◆ PROBLEM REQUIREMENTS
Filter out every line below that lacks "SaveOptions", and copy the rest.

(Saved data entries)

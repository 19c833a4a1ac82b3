//! Strongly typed workflow schema definitions shared across the store, engine, and CLI.
//!
//! A workflow is the unit users author, record, search, and run: a titled,
//! tagged, ordered sequence of shell commands with optional placeholder
//! parameters. The models here preserve authoring order (via `IndexMap`) so
//! saved documents and rendered READMEs list placeholders and steps in a
//! predictable sequence.

use chrono::{DateTime, Utc};
use indexmap::IndexMap;
use serde::{Deserialize, Serialize};
use std::fmt;
use std::path::PathBuf;
use thiserror::Error;

use crate::placeholder::Placeholder;

pub mod validation;

/// Schema version emitted into every workflow document. Documents carrying a
/// different version are rejected at parse time.
pub const WORKFLOW_SCHEMA_VERSION: u32 = 1;

/// Errors surfaced by the workflow codec.
#[derive(Debug, Error)]
pub enum WorkflowError {
    /// YAML decoding failure, annotated with line and column when available.
    #[error("{0}")]
    Parse(String),
    /// A schema invariant does not hold; `field` names the offending path.
    #[error("workflow validation failed at {field}: {message}")]
    Validation {
        /// Dotted path of the field that failed (for example, `steps[2].command`).
        field: String,
        /// Human-readable description of the violated rule.
        message: String,
    },
}

/// Describes a fully authored workflow, including metadata, placeholder
/// declarations, and sequential steps.
#[derive(Debug, Clone, Serialize, Deserialize, PartialEq)]
pub struct Workflow {
    /// Document schema version; see [`WORKFLOW_SCHEMA_VERSION`].
    #[serde(default = "default_schema_version")]
    pub schema_version: u32,
    /// Optional opaque identifier, lexicographically sortable. When absent,
    /// the store derives an identifier from the slug.
    #[serde(default, skip_serializing_if = "Option::is_none")]
    pub id: Option<String>,
    /// Required human-readable title.
    #[serde(default)]
    pub title: String,
    /// Optional descriptive copy surfaced in listings and the README.
    #[serde(default, skip_serializing_if = "Option::is_none")]
    pub description: Option<String>,
    /// Free-form tags; ordering is preserved, duplicates are tolerated.
    #[serde(default, skip_serializing_if = "Vec::is_empty")]
    pub tags: Vec<String>,
    /// Workflow-wide defaults propagated onto steps that omit them.
    #[serde(default, skip_serializing_if = "Option::is_none")]
    pub defaults: Option<WorkflowDefaults>,
    /// Declared placeholder parameters keyed by name, preserving author order.
    #[serde(default, skip_serializing_if = "IndexMap::is_empty")]
    pub placeholders: IndexMap<String, Placeholder>,
    /// Ordered list of steps executed sequentially. At least one is required.
    #[serde(default)]
    pub steps: Vec<Step>,
}

/// Workflow-wide default values applied to steps that do not override them.
#[derive(Debug, Clone, Default, Serialize, Deserialize, PartialEq, Eq)]
pub struct WorkflowDefaults {
    /// Default shell for steps without an explicit one.
    #[serde(default, skip_serializing_if = "Option::is_none")]
    pub shell: Option<Shell>,
    /// Default working directory for steps without an explicit one.
    #[serde(default, skip_serializing_if = "Option::is_none")]
    pub cwd: Option<String>,
    /// When true, every step without an explicit confirmation gets a plain one.
    #[serde(default, skip_serializing_if = "is_false")]
    pub confirm_each_step: bool,
}

/// A single shell command unit within a workflow.
#[derive(Debug, Clone, Default, Serialize, Deserialize, PartialEq, Eq)]
pub struct Step {
    /// Optional display label; listings fall back to `Step N`.
    #[serde(default, skip_serializing_if = "Option::is_none")]
    pub name: Option<String>,
    /// Command text; may contain `<name>` placeholder tokens.
    #[serde(default)]
    pub command: String,
    /// Shell override for this step.
    #[serde(default, skip_serializing_if = "Option::is_none")]
    pub shell: Option<Shell>,
    /// Working-directory override; relative paths resolve against the repo
    /// root at run time.
    #[serde(default, skip_serializing_if = "Option::is_none")]
    pub cwd: Option<String>,
    /// Extra environment merged onto the process environment.
    #[serde(default, skip_serializing_if = "IndexMap::is_empty")]
    pub env: IndexMap<String, String>,
    /// When true, a non-zero exit does not stop the run.
    #[serde(default, skip_serializing_if = "is_false")]
    pub continue_on_error: bool,
    /// Per-step confirmation policy.
    #[serde(default, skip_serializing_if = "Option::is_none")]
    pub confirmation: Option<StepConfirmation>,
}

/// Confirmation policy attached to a step: either a boolean flag or a custom
/// prompt string shown in place of the default question.
#[derive(Debug, Clone, Serialize, Deserialize, PartialEq, Eq)]
#[serde(untagged)]
pub enum StepConfirmation {
    /// `confirmation: true` / `confirmation: false`.
    Flag(bool),
    /// `confirmation: "Really deploy to production?"`.
    Prompt(String),
}

impl StepConfirmation {
    /// Returns true when the step must be confirmed before executing.
    pub fn is_required(&self) -> bool {
        match self {
            Self::Flag(enabled) => *enabled,
            Self::Prompt(_) => true,
        }
    }

    /// Custom prompt text, when one was authored.
    pub fn custom_prompt(&self) -> Option<&str> {
        match self {
            Self::Flag(_) => None,
            Self::Prompt(text) => Some(text.as_str()),
        }
    }
}

/// Shells a step may dispatch through.
#[derive(Debug, Clone, Copy, Serialize, Deserialize, PartialEq, Eq)]
#[serde(rename_all = "lowercase")]
pub enum Shell {
    Bash,
    Zsh,
    Sh,
    Pwsh,
}

impl Shell {
    /// Program name passed to the OS when spawning `<shell> -c <command>`.
    pub fn program(self) -> &'static str {
        match self {
            Self::Bash => "bash",
            Self::Zsh => "zsh",
            Self::Sh => "sh",
            Self::Pwsh => "pwsh",
        }
    }

    /// Parse a shell name, accepting a full path like `/bin/zsh`.
    pub fn from_name(name: &str) -> Option<Self> {
        let base = name.rsplit('/').next().unwrap_or(name);
        match base {
            "bash" => Some(Self::Bash),
            "zsh" => Some(Self::Zsh),
            "sh" => Some(Self::Sh),
            "pwsh" => Some(Self::Pwsh),
            _ => None,
        }
    }
}

impl fmt::Display for Shell {
    fn fmt(&self, formatter: &mut fmt::Formatter<'_>) -> fmt::Result {
        formatter.write_str(self.program())
    }
}

/// Lightweight directory pointer produced by the store.
#[derive(Debug, Clone, Serialize, Deserialize, PartialEq, Eq)]
pub struct WorkflowRef {
    /// Workflow identifier (explicit `id` or the scope-prefixed slug form).
    pub id: String,
    /// Directory slug under the owning namespace.
    pub slug: String,
    /// Absolute path of the `workflow.yaml` file.
    pub path: PathBuf,
    /// Modification time of the workflow file.
    pub updated_at: DateTime<Utc>,
}

impl Workflow {
    /// Create a minimal workflow from a title and steps, stamped with the
    /// current schema version.
    pub fn new(title: impl Into<String>, steps: Vec<Step>) -> Self {
        Self {
            schema_version: WORKFLOW_SCHEMA_VERSION,
            id: None,
            title: title.into(),
            description: None,
            tags: Vec::new(),
            defaults: None,
            placeholders: IndexMap::new(),
            steps,
        }
    }

    /// Decode a YAML document and validate it.
    ///
    /// Unknown fields are tolerated on read; they are dropped on the next
    /// marshal. Failures name the offending field path.
    pub fn from_yaml(content: &str) -> Result<Self, WorkflowError> {
        let workflow: Self = serde_yaml::from_str(content).map_err(|error| WorkflowError::Parse(format_yaml_error(error)))?;
        workflow.validate()?;
        Ok(workflow)
    }

    /// Marshal to stable YAML: fields in schema order, empty optionals
    /// omitted, placeholder and env mappings key-sorted.
    ///
    /// Determinism matters because workflow files are tracked in git, and a
    /// spurious reordering would produce noisy diffs on every save.
    pub fn to_yaml(&self) -> Result<String, WorkflowError> {
        let mut stable = self.clone();
        stable.placeholders.sort_keys();
        for step in &mut stable.steps {
            step.env.sort_keys();
        }
        serde_yaml::to_string(&stable).map_err(|error| WorkflowError::Parse(format!("marshal workflow: {error}")))
    }

    /// Check every schema invariant, reporting the first violation.
    pub fn validate(&self) -> Result<(), WorkflowError> {
        if self.schema_version != WORKFLOW_SCHEMA_VERSION {
            return Err(validation_error(
                "schema_version",
                format!(
                    "unsupported version {} (current is {})",
                    self.schema_version, WORKFLOW_SCHEMA_VERSION
                ),
            ));
        }
        if self.title.trim().is_empty() {
            return Err(validation_error("title", "title must not be empty"));
        }
        if self.steps.is_empty() {
            return Err(validation_error("steps", "at least one step is required"));
        }
        for (index, step) in self.steps.iter().enumerate() {
            if step.command.trim().is_empty() {
                return Err(validation_error(
                    format!("steps[{index}].command"),
                    "step command must not be empty",
                ));
            }
        }
        for (name, placeholder) in &self.placeholders {
            if let Some(pattern) = &placeholder.validate
                && let Err(error) = regex::Regex::new(pattern)
            {
                return Err(validation_error(
                    format!("placeholders.{name}.validate"),
                    format!("pattern does not compile: {error}"),
                ));
            }
        }
        Ok(())
    }

    /// Return a copy of `step` with workflow defaults filled in where the
    /// step left them unset.
    ///
    /// `defaults.confirm_each_step` attaches a plain (non-custom-prompt)
    /// confirmation only when the step carries none of its own.
    pub fn apply_defaults(&self, step: &Step) -> Step {
        let mut resolved = step.clone();
        let Some(defaults) = &self.defaults else {
            return resolved;
        };
        if resolved.shell.is_none() {
            resolved.shell = defaults.shell;
        }
        if resolved.cwd.is_none() {
            resolved.cwd = defaults.cwd.clone();
        }
        if resolved.confirmation.is_none() && defaults.confirm_each_step {
            resolved.confirmation = Some(StepConfirmation::Flag(true));
        }
        resolved
    }
}

impl Step {
    /// Build a bare step from command text.
    pub fn from_command(command: impl Into<String>) -> Self {
        Self {
            command: command.into(),
            ..Self::default()
        }
    }
}

fn validation_error(field: impl Into<String>, message: impl Into<String>) -> WorkflowError {
    WorkflowError::Validation {
        field: field.into(),
        message: message.into(),
    }
}

fn format_yaml_error(error: serde_yaml::Error) -> String {
    if let Some(location) = error.location() {
        return format!(
            "parse yaml workflow at line {}, column {}: {}",
            location.line(),
            location.column(),
            error
        );
    }
    format!("parse yaml workflow: {error}")
}

const fn default_schema_version() -> u32 {
    WORKFLOW_SCHEMA_VERSION
}

fn is_false(flag: &bool) -> bool {
    !*flag
}
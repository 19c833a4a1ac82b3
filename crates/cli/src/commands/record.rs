use std::process::ExitCode;

use anyhow::{Context, Result};
use clap::Args;

use gitsavvy_engine::{RecorderError, WorkflowSeed, commands_to_workflow, detect_recording_shell, record_session};
use gitsavvy_store::{SaveOptions, Scope, WorkflowStore, index, slug};
use gitsavvy_types::Shell;

use crate::commands::exit_code_from;

#[derive(Args)]
pub struct RecordArgs {
    /// Title for the recorded workflow; derived from the first command when
    /// omitted
    #[arg(long)]
    pub title: Option<String>,
    /// Description for the recorded workflow
    #[arg(long)]
    pub description: Option<String>,
    /// Tag for the recorded workflow (repeatable)
    #[arg(long = "tag")]
    pub tags: Vec<String>,
    /// Shell to record with (bash or zsh); defaults to $SHELL
    #[arg(long)]
    pub shell: Option<String>,
    /// Save under the shared root
    #[arg(long)]
    pub shared: bool,
    /// Print the workflow instead of saving it
    #[arg(long)]
    pub no_save: bool,
}

pub async fn run(store: &WorkflowStore, args: RecordArgs) -> Result<ExitCode> {
    let shell = match &args.shell {
        Some(name) => Shell::from_name(name).with_context(|| format!("unknown shell '{name}'"))?,
        None => detect_recording_shell(),
    };

    println!("Recording a {shell} session; exit the shell to finish.");
    let session = match record_session(shell).await {
        Ok(session) => session,
        Err(RecorderError::NothingCaptured) => {
            eprintln!("No commands were captured.");
            return Ok(exit_code_from(13));
        }
        Err(other) => return Err(other.into()),
    };
    println!("Captured {} command(s).", session.commands.len());

    let seed = WorkflowSeed {
        title: args.title,
        description: args.description,
        tags: args.tags,
    };
    let mut workflow = commands_to_workflow(&session.commands, session.shell, seed);
    workflow.id = Some(slug::timestamped_id(&workflow.title));

    if args.no_save {
        println!("{}", workflow.to_yaml()?);
        return Ok(ExitCode::SUCCESS);
    }

    let scope = if args.shared { Scope::Shared } else { Scope::Mine };
    let options = SaveOptions {
        force: false,
        commit: store.config().git.auto_commit,
        message: None,
    };
    let reference = store.save(&workflow, scope, &options)?;
    let _ = index::ensure_fresh(store.repo_root(), store.config());

    println!("Saved {} -> {}", reference.id, reference.path.display());
    Ok(ExitCode::SUCCESS)
}
use std::process::ExitCode;

use anyhow::Result;
use clap::Args;

use gitsavvy_store::{MatchField, SearchFilters, WorkflowStore, fuzzy_search, index};

#[derive(Args)]
pub struct SearchArgs {
    /// Query text; omit to list everything ranked
    pub query: Option<String>,
    /// Require a tag (repeatable, ANDed)
    #[arg(long = "tag")]
    pub tags: Vec<String>,
    /// Only shared workflows
    #[arg(long, conflicts_with = "mine")]
    pub shared: bool,
    /// Only workflows under the workflows root
    #[arg(long)]
    pub mine: bool,
    /// Exact identity path to search within
    #[arg(long)]
    pub identity: Option<String>,
    /// Maximum number of results
    #[arg(long, default_value_t = 20)]
    pub limit: usize,
}

pub fn run(store: &WorkflowStore, args: SearchArgs) -> Result<ExitCode> {
    let snapshot = index::ensure_fresh(store.repo_root(), store.config());

    let filters = SearchFilters {
        query: args.query.unwrap_or_default(),
        identity_path: args.identity,
        mine: args.mine,
        shared: args.shared,
        tags: args.tags,
        max_results: args.limit,
    };

    let results = fuzzy_search(&snapshot, &filters, store.config());
    if results.is_empty() {
        println!("No matches.");
        return Ok(ExitCode::SUCCESS);
    }

    for result in results {
        let fields: Vec<&str> = result
            .matches
            .iter()
            .map(|field| match field {
                MatchField::Title => "title",
                MatchField::Tags => "tags",
                MatchField::Content => "content",
            })
            .collect();
        let annotation = if fields.is_empty() {
            String::new()
        } else {
            format!("  [{}]", fields.join(", "))
        };
        println!("{:>6.1}  {:<32} {}{}", result.score, result.entry.title, result.entry.id, annotation);
    }
    Ok(ExitCode::SUCCESS)
}
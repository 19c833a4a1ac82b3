//! Persisted search-index snapshot types.
//!
//! The index is a rebuildable JSON document summarizing every workflow on
//! disk. It exists so that listing and searching stay fast once the corpus
//! grows past a few dozen workflows; the store rebuilds it whenever it goes
//! stale.

use chrono::{DateTime, Utc};
use serde::{Deserialize, Serialize};

/// Schema version of the persisted index. A mismatch marks the index stale.
pub const INDEX_SCHEMA_VERSION: u32 = 1;

/// On-disk index document: `{version, updated_at, workflows[]}`, pretty-printed
/// for diffability, entries sorted by title.
#[derive(Debug, Clone, Serialize, Deserialize, PartialEq, Eq)]
pub struct IndexSnapshot {
    /// Index schema version; see [`INDEX_SCHEMA_VERSION`].
    pub version: u32,
    /// When the snapshot was built.
    pub updated_at: DateTime<Utc>,
    /// One entry per workflow found under the scanned roots.
    #[serde(default)]
    pub workflows: Vec<IndexEntry>,
}

impl IndexSnapshot {
    /// Create an empty snapshot stamped with the current schema version.
    pub fn empty(updated_at: DateTime<Utc>) -> Self {
        Self {
            version: INDEX_SCHEMA_VERSION,
            updated_at,
            workflows: Vec::new(),
        }
    }
}

/// Summary of one workflow, sufficient for listing and search without
/// re-parsing the YAML document.
#[derive(Debug, Clone, Serialize, Deserialize, PartialEq, Eq)]
pub struct IndexEntry {
    /// Workflow `id` when set, else the scope-prefixed slug
    /// (`<identity_path>/<slug>` or `shared/<slug>`).
    pub id: String,
    /// Workflow title.
    pub title: String,
    /// Repo-relative path of the workflow file.
    pub path: String,
    /// Tags carried by the workflow.
    #[serde(default)]
    pub tags: Vec<String>,
    /// Modification time of the workflow file.
    pub updated_at: DateTime<Utc>,
    /// Lowercase concatenation of title, description, tags, and step
    /// commands, used for substring and fuzzy matching.
    pub search_text: String,
}
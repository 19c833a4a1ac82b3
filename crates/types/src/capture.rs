//! Records produced by the shell-session recorder.

use chrono::{DateTime, Utc};

/// One command observed inside a recorded shell session.
#[derive(Debug, Clone, PartialEq, Eq)]
pub struct CapturedCommand {
    /// When the prompt hook fired.
    pub timestamp: DateTime<Utc>,
    /// Working directory the command ran in.
    pub cwd: String,
    /// The command line as typed.
    pub command: String,
}

impl CapturedCommand {
    /// Key used for deduplication: repeated `(cwd, command)` pairs collapse
    /// to the first occurrence.
    pub fn dedup_key(&self) -> (&str, &str) {
        (self.cwd.as_str(), self.command.as_str())
    }
}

◆ RESPONSE TO THIS TASK
use gitsavvy_store::{SaveOptions, Scope, WorkflowStore, index, slug};
    let options = SaveOptions {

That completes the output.